**TASK DESCRIPTION**
Taking the lines below one at a time, count those with the string "padding" and give the result alone.

___ DATASET CONTENT ___

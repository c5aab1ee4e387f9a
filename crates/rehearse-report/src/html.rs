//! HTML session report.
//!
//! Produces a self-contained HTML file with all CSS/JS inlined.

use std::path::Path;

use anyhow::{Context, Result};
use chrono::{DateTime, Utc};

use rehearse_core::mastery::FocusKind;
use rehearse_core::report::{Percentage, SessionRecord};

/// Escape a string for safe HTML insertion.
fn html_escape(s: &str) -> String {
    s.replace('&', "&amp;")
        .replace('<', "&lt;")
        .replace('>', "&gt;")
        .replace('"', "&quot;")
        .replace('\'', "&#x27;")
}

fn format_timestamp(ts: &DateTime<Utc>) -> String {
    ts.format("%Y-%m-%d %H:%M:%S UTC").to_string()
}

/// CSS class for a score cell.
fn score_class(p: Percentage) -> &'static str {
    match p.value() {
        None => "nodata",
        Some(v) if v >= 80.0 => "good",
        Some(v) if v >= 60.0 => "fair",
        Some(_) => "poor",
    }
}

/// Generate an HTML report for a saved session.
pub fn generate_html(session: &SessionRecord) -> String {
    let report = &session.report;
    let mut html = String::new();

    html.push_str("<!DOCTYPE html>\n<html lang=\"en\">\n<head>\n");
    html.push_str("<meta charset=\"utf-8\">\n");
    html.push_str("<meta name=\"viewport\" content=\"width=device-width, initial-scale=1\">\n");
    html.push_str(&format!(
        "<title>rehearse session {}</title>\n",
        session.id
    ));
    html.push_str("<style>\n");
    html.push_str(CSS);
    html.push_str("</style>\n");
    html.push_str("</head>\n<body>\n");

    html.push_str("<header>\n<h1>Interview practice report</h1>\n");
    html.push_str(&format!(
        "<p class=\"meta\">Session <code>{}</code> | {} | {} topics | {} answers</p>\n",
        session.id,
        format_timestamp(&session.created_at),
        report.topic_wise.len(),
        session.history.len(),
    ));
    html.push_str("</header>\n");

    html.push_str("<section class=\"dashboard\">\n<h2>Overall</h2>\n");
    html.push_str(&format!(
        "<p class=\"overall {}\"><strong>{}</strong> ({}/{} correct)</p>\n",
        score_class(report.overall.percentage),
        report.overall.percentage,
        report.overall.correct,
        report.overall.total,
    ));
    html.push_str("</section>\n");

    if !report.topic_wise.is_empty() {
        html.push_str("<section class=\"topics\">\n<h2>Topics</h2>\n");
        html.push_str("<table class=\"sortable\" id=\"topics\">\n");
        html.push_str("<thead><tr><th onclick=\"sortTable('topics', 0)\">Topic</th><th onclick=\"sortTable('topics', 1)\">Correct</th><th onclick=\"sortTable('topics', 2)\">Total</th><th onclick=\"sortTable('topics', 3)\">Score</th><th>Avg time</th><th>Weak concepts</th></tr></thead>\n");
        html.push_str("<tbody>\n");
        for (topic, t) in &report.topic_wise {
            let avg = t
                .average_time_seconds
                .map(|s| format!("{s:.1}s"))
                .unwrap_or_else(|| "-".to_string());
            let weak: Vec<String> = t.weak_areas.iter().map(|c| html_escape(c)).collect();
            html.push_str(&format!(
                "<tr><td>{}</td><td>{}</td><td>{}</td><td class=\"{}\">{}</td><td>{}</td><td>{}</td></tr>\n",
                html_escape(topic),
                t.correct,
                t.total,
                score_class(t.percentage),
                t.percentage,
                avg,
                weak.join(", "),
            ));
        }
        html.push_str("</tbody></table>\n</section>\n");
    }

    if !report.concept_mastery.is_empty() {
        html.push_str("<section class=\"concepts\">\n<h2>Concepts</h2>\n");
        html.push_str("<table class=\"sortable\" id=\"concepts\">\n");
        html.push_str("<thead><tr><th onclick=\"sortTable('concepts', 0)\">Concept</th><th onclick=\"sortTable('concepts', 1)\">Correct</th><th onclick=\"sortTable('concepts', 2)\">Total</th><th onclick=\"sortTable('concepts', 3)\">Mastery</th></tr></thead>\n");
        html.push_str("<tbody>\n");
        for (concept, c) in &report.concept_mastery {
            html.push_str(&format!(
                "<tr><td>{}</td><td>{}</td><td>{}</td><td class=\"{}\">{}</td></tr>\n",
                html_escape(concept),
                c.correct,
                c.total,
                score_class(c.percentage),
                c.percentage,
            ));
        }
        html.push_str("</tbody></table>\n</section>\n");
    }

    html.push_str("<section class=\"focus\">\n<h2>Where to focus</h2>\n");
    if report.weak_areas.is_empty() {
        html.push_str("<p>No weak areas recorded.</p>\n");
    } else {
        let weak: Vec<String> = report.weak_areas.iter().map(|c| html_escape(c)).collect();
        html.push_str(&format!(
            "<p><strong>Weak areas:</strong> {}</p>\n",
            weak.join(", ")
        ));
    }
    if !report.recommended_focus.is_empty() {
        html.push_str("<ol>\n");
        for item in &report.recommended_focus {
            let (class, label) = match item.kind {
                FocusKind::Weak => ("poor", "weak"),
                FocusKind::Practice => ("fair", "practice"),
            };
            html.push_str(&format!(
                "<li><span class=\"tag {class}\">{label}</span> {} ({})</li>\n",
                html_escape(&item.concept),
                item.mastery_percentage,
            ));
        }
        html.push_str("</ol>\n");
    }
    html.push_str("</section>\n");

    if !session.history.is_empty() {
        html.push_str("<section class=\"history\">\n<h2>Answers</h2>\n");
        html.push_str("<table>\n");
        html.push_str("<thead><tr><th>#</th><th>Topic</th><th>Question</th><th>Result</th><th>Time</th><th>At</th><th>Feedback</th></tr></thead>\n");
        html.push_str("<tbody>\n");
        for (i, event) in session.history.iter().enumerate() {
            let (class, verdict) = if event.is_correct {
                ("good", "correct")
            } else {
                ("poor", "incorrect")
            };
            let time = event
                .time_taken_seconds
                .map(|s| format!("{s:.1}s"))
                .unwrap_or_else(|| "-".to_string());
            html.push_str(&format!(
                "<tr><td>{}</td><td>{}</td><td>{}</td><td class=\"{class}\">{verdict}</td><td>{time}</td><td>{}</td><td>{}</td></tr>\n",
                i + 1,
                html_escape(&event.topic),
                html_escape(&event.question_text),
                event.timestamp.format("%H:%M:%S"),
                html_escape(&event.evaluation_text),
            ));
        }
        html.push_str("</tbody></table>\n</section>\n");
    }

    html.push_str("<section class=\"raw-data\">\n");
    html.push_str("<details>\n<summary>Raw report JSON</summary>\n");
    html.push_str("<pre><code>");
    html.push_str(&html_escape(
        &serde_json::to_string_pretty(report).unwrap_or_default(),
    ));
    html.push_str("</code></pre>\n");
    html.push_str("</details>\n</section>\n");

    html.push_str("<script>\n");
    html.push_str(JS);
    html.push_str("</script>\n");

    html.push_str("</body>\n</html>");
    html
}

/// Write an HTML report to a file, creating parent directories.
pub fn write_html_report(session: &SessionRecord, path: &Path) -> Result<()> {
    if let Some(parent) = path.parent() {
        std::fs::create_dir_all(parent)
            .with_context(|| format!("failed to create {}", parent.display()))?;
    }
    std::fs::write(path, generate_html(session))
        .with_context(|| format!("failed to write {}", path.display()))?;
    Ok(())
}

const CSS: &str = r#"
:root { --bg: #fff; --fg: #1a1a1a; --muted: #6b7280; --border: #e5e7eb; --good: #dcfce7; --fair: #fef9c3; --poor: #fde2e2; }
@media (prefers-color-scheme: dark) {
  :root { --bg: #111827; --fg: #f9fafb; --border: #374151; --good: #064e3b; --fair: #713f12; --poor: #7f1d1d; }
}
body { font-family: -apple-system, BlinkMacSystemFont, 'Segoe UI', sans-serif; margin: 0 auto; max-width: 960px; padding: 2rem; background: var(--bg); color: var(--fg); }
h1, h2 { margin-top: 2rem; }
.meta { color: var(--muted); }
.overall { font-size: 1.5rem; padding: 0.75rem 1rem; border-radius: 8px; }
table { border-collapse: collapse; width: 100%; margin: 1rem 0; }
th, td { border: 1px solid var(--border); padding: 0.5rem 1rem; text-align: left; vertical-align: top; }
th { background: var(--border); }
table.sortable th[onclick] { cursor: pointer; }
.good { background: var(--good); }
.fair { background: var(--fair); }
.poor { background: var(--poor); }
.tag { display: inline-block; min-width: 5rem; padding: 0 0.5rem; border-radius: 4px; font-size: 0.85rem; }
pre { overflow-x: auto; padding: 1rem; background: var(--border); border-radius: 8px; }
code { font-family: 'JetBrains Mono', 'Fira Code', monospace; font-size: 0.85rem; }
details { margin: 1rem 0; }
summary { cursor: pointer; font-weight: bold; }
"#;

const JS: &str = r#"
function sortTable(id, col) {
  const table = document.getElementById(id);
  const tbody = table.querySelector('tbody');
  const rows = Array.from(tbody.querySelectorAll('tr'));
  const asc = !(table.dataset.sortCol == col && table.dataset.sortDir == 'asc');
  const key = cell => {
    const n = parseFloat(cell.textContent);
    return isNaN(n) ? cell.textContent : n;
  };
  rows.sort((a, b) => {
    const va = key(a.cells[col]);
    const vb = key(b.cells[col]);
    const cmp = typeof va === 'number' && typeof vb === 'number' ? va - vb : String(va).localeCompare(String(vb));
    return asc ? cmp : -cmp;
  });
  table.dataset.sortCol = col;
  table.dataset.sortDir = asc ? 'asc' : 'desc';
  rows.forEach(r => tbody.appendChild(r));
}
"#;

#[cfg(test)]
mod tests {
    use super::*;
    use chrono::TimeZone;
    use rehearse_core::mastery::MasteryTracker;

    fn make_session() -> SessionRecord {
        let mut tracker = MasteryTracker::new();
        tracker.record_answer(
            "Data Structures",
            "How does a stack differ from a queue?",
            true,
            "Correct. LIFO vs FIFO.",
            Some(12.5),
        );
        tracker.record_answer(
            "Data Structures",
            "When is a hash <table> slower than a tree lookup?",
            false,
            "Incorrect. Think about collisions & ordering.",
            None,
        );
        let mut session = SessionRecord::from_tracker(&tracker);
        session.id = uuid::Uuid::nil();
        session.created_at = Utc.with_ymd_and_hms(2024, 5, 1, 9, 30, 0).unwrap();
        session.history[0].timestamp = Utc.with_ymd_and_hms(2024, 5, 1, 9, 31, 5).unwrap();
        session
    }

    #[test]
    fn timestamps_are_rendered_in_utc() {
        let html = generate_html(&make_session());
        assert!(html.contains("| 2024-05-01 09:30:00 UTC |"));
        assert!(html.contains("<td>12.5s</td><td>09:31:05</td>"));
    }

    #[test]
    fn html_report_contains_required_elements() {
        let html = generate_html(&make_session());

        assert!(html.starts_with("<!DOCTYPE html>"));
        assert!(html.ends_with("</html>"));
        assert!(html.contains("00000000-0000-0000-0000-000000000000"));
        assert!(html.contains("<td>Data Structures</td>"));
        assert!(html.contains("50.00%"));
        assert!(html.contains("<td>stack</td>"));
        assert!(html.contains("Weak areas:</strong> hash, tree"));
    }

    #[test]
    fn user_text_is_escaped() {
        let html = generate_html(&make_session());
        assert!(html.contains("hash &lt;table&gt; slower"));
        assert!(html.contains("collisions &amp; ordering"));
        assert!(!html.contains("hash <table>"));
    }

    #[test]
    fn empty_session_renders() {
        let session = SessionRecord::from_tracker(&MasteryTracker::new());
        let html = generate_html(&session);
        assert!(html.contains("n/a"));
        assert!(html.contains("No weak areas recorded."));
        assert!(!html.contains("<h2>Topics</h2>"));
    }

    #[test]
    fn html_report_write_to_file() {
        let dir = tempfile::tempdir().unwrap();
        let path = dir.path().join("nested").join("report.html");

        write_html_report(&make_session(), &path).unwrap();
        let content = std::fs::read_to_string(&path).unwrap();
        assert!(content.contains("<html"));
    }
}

___

**TASK ANSWER**
5